BEGIN Data excerpts
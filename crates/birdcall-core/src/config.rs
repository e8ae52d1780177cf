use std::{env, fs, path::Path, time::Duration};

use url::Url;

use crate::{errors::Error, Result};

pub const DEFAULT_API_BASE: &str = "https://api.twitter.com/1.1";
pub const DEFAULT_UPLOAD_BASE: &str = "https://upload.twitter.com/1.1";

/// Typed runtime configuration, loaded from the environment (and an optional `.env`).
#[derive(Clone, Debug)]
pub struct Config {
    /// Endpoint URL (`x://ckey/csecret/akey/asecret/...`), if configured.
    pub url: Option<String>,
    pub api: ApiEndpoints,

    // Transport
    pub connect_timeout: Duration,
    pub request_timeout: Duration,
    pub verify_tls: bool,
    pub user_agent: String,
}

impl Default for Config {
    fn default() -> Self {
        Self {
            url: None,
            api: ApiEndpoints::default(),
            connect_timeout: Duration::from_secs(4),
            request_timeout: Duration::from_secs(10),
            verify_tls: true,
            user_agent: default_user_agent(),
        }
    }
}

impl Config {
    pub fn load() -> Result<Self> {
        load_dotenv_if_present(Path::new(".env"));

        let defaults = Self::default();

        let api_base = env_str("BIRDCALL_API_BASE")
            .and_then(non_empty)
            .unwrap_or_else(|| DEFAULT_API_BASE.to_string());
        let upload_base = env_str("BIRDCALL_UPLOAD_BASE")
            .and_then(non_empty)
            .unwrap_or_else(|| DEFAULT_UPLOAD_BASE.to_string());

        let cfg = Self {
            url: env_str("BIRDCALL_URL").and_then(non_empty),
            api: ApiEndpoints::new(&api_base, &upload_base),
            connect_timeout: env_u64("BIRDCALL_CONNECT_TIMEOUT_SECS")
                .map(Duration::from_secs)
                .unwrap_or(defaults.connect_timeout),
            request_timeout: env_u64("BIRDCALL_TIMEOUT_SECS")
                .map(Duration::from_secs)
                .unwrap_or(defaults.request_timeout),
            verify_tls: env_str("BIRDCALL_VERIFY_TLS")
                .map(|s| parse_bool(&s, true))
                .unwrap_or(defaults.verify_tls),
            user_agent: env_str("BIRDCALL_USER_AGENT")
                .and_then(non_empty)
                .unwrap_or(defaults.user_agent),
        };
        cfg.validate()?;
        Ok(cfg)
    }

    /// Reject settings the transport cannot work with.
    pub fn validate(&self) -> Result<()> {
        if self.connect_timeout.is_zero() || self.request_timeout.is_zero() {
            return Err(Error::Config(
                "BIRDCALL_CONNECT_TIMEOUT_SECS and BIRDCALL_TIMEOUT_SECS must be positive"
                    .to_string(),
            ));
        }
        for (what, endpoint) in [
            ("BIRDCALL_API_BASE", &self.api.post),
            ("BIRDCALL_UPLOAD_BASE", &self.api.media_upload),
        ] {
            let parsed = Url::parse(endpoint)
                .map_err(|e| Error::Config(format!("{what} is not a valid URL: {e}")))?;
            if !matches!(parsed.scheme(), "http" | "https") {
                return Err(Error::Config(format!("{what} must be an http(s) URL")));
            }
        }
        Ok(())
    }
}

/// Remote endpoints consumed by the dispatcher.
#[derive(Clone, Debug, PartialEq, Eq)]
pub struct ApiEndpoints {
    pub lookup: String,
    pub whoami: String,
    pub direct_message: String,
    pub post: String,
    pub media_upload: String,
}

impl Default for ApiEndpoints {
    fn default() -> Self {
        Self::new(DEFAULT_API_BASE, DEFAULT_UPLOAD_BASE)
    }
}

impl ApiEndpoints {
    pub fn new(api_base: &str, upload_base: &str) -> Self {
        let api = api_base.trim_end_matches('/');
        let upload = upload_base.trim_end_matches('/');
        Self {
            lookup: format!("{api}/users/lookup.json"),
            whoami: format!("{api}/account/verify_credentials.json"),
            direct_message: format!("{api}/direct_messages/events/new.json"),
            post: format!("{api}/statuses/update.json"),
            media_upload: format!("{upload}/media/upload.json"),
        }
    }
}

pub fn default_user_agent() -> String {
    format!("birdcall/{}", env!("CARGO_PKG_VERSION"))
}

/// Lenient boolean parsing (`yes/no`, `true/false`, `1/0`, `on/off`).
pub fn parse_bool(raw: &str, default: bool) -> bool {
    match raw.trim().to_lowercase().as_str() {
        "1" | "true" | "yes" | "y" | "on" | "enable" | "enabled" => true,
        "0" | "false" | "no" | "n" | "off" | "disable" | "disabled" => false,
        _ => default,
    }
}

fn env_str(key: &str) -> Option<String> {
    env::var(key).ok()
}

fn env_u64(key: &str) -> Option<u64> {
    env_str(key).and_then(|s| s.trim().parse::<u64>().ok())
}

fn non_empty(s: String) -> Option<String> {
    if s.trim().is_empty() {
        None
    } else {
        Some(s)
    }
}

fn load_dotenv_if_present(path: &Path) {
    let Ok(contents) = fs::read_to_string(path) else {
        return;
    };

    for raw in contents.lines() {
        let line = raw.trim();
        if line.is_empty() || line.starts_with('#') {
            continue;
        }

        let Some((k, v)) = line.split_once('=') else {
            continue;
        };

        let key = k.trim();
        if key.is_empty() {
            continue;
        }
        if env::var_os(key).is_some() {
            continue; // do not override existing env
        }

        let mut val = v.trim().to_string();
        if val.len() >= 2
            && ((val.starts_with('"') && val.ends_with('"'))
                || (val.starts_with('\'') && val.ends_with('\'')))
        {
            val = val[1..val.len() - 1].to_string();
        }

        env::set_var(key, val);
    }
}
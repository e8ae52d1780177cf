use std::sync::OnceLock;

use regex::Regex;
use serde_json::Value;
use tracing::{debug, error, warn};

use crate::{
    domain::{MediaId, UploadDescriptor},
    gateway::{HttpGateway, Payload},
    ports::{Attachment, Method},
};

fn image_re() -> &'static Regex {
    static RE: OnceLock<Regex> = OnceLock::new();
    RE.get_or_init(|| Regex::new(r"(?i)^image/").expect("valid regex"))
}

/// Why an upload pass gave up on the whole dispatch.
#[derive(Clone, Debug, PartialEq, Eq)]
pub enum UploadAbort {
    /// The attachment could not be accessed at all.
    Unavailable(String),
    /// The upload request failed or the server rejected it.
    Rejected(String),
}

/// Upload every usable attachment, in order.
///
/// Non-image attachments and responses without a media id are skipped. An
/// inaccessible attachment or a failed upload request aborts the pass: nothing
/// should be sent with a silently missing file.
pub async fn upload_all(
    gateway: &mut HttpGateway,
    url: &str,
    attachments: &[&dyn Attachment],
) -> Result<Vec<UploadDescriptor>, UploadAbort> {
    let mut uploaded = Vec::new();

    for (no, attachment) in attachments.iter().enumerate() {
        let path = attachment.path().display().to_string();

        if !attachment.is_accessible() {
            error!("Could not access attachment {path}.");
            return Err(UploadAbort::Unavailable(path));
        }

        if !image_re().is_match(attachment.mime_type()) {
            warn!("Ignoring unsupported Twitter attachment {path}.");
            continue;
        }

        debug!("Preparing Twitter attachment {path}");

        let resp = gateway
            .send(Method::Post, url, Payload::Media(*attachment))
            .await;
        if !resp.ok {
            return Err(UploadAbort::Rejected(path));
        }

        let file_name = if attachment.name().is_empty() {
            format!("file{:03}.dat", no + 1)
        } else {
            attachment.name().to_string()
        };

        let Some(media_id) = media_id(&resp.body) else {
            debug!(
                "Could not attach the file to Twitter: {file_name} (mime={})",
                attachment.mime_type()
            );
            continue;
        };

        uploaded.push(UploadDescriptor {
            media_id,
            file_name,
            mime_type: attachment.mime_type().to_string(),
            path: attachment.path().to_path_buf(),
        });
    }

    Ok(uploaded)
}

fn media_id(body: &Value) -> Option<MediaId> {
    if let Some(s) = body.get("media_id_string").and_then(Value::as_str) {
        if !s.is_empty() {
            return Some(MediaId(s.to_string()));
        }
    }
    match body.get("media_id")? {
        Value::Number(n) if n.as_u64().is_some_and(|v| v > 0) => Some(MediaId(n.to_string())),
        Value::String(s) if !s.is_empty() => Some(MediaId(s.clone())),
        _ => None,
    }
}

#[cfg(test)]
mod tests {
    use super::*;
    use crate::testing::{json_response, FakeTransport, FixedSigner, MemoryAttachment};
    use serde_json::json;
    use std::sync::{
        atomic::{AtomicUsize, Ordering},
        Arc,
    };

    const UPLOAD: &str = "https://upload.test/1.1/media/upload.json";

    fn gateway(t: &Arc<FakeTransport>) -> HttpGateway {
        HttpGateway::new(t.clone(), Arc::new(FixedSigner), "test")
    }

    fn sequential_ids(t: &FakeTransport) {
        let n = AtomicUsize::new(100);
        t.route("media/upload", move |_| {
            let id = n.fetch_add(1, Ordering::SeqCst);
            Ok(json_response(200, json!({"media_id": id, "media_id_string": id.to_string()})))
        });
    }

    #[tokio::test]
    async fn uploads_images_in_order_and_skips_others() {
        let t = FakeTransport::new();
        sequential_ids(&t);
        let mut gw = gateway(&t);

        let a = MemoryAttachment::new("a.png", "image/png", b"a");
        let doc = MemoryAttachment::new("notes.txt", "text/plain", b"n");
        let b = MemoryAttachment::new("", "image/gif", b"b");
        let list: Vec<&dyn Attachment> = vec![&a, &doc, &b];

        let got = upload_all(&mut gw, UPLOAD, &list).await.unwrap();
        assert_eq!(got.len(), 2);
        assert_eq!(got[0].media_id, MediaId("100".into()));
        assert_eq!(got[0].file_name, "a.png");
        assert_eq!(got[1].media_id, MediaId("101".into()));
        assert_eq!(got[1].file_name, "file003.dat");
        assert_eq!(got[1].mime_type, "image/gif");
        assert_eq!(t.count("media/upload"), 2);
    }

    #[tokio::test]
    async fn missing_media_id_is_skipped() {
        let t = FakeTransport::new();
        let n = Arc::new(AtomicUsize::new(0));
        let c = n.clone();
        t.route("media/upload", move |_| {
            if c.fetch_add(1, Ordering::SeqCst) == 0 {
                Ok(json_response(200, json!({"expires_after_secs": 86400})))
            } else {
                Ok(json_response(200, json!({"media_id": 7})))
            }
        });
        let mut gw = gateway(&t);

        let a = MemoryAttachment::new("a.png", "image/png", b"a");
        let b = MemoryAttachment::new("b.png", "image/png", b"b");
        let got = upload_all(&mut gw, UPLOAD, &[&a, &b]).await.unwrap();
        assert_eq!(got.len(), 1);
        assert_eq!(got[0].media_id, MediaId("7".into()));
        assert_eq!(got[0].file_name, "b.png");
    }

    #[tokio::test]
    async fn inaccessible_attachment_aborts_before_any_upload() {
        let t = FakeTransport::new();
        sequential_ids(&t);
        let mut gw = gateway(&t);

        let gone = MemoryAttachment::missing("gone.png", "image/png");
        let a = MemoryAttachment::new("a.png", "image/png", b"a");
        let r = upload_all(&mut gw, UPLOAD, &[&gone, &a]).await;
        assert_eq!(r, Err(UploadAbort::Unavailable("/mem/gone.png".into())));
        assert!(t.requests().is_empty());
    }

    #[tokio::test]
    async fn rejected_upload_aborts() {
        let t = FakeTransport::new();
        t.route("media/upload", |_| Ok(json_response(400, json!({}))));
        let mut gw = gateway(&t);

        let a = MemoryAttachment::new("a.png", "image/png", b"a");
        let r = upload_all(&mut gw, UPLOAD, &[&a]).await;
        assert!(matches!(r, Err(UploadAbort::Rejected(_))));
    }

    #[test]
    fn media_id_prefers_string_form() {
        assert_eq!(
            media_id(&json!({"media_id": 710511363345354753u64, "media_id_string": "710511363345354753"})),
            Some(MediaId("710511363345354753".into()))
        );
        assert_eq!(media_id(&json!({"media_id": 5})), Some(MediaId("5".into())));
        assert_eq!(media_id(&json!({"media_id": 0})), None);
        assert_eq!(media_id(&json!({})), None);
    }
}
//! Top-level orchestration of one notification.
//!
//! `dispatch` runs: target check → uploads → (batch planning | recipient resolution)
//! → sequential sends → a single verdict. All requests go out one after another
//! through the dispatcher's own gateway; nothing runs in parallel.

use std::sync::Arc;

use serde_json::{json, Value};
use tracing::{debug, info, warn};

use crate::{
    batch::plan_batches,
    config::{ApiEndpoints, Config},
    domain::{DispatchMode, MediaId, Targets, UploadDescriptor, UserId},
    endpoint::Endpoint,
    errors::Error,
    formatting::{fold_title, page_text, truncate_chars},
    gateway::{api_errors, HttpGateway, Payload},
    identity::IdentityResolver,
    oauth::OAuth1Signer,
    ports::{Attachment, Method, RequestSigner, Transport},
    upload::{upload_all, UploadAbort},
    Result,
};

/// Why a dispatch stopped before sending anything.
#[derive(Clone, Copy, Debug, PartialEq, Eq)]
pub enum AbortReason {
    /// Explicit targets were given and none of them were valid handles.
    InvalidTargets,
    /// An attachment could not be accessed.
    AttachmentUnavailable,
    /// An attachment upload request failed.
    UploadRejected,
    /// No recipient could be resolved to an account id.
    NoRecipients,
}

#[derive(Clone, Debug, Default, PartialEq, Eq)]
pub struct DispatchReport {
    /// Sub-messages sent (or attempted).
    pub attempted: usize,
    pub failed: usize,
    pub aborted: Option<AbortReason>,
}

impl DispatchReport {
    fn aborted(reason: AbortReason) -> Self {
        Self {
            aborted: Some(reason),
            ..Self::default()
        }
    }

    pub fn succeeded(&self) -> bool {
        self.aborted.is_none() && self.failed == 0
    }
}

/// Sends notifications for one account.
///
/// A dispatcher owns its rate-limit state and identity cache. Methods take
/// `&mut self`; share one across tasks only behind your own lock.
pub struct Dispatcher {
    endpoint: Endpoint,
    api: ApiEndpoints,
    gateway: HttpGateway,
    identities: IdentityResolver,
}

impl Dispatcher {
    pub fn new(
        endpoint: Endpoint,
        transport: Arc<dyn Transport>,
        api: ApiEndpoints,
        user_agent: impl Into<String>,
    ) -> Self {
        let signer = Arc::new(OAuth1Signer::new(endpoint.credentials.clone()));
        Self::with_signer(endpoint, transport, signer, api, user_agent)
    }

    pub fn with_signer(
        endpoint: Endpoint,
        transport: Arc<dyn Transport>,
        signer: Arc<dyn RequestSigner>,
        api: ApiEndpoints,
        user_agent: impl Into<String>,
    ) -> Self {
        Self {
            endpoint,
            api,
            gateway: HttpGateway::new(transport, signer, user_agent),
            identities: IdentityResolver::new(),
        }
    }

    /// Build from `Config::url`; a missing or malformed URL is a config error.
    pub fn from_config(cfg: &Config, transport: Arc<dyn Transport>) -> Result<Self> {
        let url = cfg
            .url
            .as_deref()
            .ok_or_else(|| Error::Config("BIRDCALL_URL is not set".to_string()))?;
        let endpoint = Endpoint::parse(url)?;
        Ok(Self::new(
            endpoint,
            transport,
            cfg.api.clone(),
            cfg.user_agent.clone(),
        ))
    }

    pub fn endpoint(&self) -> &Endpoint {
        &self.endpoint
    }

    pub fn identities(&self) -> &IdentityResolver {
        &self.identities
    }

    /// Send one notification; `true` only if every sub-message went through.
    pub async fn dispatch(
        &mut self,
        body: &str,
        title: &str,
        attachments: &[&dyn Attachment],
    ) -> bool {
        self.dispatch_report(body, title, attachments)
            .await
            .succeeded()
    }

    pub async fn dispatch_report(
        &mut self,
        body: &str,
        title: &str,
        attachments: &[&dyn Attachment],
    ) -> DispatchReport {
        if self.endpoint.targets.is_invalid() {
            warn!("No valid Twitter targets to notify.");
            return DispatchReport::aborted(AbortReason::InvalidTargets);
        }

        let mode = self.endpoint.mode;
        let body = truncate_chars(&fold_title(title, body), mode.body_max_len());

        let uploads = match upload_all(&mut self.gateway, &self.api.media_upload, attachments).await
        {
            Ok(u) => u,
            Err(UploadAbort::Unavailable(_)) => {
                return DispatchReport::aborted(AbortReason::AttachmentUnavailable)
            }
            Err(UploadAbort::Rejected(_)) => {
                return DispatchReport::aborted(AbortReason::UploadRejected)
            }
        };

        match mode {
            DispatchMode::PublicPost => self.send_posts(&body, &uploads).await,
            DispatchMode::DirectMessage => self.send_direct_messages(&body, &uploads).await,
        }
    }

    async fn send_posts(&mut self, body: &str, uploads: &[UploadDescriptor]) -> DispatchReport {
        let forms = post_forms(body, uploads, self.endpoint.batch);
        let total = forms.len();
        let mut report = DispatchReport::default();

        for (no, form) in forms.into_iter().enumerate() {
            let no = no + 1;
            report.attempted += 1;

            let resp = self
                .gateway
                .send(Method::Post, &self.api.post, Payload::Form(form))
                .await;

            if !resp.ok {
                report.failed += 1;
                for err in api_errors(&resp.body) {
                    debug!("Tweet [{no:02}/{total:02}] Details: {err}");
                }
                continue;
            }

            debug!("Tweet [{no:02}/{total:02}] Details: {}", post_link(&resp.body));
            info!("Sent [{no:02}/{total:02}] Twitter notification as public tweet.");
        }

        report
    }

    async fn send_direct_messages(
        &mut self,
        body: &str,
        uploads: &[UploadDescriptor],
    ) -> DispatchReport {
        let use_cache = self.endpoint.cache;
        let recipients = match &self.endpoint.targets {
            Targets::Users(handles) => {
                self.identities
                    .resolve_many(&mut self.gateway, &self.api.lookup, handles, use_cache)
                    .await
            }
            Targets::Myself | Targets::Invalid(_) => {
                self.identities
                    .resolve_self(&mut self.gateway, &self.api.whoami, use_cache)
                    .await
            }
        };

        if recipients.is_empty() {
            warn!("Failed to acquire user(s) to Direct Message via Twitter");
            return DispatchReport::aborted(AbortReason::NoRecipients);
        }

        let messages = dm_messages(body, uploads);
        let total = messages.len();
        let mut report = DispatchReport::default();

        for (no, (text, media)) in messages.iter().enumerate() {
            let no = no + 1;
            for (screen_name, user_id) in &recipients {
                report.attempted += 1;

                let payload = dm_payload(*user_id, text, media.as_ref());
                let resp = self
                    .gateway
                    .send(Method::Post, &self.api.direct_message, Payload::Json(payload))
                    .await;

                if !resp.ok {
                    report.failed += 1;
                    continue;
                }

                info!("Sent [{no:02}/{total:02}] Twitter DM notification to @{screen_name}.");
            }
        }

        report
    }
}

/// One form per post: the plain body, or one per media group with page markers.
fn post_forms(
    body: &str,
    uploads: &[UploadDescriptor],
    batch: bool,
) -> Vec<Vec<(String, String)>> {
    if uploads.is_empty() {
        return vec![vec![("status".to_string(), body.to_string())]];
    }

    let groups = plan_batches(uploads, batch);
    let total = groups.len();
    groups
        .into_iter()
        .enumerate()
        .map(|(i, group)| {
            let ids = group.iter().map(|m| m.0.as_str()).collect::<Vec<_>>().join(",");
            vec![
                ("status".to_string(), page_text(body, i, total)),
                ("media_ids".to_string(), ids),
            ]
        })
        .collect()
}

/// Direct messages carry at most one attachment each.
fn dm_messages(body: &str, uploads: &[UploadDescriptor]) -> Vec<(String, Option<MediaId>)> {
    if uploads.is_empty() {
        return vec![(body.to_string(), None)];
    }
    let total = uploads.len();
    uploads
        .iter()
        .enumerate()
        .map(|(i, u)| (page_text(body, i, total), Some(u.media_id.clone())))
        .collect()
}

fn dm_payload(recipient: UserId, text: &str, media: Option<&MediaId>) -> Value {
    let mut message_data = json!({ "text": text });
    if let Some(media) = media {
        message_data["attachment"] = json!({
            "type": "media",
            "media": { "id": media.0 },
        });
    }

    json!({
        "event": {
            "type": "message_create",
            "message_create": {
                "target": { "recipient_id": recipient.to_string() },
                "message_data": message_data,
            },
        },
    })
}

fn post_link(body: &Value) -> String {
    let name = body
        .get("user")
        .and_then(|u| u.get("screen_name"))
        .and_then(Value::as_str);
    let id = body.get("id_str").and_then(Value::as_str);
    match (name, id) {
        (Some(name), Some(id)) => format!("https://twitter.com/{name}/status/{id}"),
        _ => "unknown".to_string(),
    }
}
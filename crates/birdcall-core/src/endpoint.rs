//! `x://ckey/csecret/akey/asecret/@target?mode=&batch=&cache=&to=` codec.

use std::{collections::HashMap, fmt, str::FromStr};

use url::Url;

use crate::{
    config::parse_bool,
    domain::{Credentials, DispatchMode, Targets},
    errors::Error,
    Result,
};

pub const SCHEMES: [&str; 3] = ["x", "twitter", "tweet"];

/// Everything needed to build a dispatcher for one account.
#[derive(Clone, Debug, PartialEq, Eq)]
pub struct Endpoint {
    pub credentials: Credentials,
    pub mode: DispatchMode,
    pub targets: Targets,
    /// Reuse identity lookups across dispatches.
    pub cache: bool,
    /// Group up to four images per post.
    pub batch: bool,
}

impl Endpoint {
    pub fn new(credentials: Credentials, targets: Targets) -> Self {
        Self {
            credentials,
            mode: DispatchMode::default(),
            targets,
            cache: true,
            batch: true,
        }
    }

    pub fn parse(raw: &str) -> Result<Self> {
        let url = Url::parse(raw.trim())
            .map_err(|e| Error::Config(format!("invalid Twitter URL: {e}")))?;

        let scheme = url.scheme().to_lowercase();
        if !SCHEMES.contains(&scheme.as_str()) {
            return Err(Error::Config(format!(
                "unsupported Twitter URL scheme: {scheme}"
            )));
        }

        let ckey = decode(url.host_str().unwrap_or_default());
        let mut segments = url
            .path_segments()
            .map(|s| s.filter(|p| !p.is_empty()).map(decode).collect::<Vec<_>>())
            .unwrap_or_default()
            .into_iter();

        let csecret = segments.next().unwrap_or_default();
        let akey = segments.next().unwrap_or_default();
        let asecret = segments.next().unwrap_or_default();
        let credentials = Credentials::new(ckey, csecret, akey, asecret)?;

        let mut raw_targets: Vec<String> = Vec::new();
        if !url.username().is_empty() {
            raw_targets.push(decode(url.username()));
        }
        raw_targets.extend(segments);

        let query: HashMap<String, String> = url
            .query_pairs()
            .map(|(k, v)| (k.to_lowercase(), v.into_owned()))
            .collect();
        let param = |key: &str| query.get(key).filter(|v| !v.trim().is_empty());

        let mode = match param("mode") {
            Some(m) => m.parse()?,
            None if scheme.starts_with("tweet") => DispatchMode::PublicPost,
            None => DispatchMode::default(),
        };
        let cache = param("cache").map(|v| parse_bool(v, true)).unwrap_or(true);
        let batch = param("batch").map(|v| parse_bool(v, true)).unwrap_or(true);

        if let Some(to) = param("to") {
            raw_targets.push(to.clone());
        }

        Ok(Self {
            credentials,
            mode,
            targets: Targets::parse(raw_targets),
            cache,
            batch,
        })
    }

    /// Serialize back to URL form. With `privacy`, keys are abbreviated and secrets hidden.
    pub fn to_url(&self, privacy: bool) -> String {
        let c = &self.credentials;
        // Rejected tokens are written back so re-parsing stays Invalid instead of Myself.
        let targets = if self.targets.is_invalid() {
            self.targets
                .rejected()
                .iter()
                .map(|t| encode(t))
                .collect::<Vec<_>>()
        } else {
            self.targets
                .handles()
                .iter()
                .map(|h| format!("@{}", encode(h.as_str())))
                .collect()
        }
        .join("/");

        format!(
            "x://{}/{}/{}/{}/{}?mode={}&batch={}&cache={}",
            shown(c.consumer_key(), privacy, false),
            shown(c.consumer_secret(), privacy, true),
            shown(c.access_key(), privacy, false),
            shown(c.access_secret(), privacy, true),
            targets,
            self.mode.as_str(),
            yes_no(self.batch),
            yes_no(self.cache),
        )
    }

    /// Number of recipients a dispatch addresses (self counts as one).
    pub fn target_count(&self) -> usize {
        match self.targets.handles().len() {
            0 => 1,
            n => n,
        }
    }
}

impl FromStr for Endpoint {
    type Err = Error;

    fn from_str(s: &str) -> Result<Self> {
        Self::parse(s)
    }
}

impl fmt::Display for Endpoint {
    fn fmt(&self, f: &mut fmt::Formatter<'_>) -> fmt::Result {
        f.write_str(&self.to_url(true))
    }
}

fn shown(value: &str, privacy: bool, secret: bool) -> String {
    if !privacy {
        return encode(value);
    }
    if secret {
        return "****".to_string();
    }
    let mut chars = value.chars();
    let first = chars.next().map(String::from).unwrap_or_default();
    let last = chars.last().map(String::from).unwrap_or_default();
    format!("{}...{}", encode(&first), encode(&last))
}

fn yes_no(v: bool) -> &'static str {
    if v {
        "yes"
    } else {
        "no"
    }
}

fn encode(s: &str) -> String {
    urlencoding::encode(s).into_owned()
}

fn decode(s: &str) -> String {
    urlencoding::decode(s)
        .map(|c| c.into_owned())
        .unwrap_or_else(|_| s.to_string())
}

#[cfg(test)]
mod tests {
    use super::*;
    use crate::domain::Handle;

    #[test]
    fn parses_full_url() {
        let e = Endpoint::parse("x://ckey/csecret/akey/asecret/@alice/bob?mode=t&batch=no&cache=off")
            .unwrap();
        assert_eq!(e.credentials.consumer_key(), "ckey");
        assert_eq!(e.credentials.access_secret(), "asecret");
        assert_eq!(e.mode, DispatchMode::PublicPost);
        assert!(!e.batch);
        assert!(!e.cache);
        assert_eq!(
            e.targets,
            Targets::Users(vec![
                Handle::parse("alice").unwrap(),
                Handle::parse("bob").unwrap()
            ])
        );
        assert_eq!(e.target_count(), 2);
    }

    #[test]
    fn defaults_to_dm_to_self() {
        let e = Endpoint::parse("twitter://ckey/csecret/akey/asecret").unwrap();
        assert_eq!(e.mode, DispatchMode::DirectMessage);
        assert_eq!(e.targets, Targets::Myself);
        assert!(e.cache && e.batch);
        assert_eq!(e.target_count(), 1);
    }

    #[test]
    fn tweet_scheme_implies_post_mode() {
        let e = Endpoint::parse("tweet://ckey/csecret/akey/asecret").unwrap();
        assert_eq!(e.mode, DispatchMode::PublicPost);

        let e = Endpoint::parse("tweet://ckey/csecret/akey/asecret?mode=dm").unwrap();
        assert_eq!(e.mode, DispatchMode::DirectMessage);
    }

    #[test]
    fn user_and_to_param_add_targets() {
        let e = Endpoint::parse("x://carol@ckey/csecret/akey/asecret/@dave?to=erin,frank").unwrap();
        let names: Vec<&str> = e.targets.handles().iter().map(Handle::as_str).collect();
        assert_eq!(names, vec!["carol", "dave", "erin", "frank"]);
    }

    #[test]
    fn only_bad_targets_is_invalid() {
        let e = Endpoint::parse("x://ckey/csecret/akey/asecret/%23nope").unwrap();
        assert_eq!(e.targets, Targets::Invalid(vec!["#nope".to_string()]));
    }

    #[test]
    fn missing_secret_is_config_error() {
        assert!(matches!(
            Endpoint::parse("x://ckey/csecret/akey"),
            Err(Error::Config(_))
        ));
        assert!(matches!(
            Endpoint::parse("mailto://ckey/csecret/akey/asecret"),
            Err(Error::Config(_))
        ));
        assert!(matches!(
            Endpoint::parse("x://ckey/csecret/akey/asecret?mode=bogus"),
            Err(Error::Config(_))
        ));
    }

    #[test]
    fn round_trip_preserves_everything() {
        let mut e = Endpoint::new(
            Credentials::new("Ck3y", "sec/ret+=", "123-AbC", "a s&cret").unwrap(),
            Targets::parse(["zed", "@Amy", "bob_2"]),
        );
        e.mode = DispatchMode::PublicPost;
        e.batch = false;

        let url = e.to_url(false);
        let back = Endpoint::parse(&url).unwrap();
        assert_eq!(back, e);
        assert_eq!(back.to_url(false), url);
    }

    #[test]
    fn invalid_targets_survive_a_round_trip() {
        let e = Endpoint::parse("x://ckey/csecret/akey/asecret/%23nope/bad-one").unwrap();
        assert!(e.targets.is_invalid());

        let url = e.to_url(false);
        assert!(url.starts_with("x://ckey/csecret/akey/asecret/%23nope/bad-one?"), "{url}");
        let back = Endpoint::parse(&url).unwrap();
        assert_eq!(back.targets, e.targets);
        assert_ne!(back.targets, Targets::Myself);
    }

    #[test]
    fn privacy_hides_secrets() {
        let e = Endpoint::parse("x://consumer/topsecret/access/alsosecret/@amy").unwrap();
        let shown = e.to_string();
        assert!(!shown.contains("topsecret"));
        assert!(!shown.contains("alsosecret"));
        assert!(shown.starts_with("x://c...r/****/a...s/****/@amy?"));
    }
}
END Data excerpts
• _Exercise details_
From the records above, print exactly the lines that run from the line with "let url = Url::parse(raw.trim())" to the line with "let asecret = segments.next().unwrap_or_default();", inclusive.

• _Task solution_
        let url = Url::parse(raw.trim())
            .map_err(|e| Error::Config(format!("invalid Twitter URL: {e}")))?;

        let scheme = url.scheme().to_lowercase();
        if !SCHEMES.contains(&scheme.as_str()) {
            return Err(Error::Config(format!(
                "unsupported Twitter URL scheme: {scheme}"
            )));
        }

        let ckey = decode(url.host_str().unwrap_or_default());
        let mut segments = url
            .path_segments()
            .map(|s| s.filter(|p| !p.is_empty()).map(decode).collect::<Vec<_>>())
            .unwrap_or_default()
            .into_iter();

        let csecret = segments.next().unwrap_or_default();
        let akey = segments.next().unwrap_or_default();
        let asecret = segments.next().unwrap_or_default();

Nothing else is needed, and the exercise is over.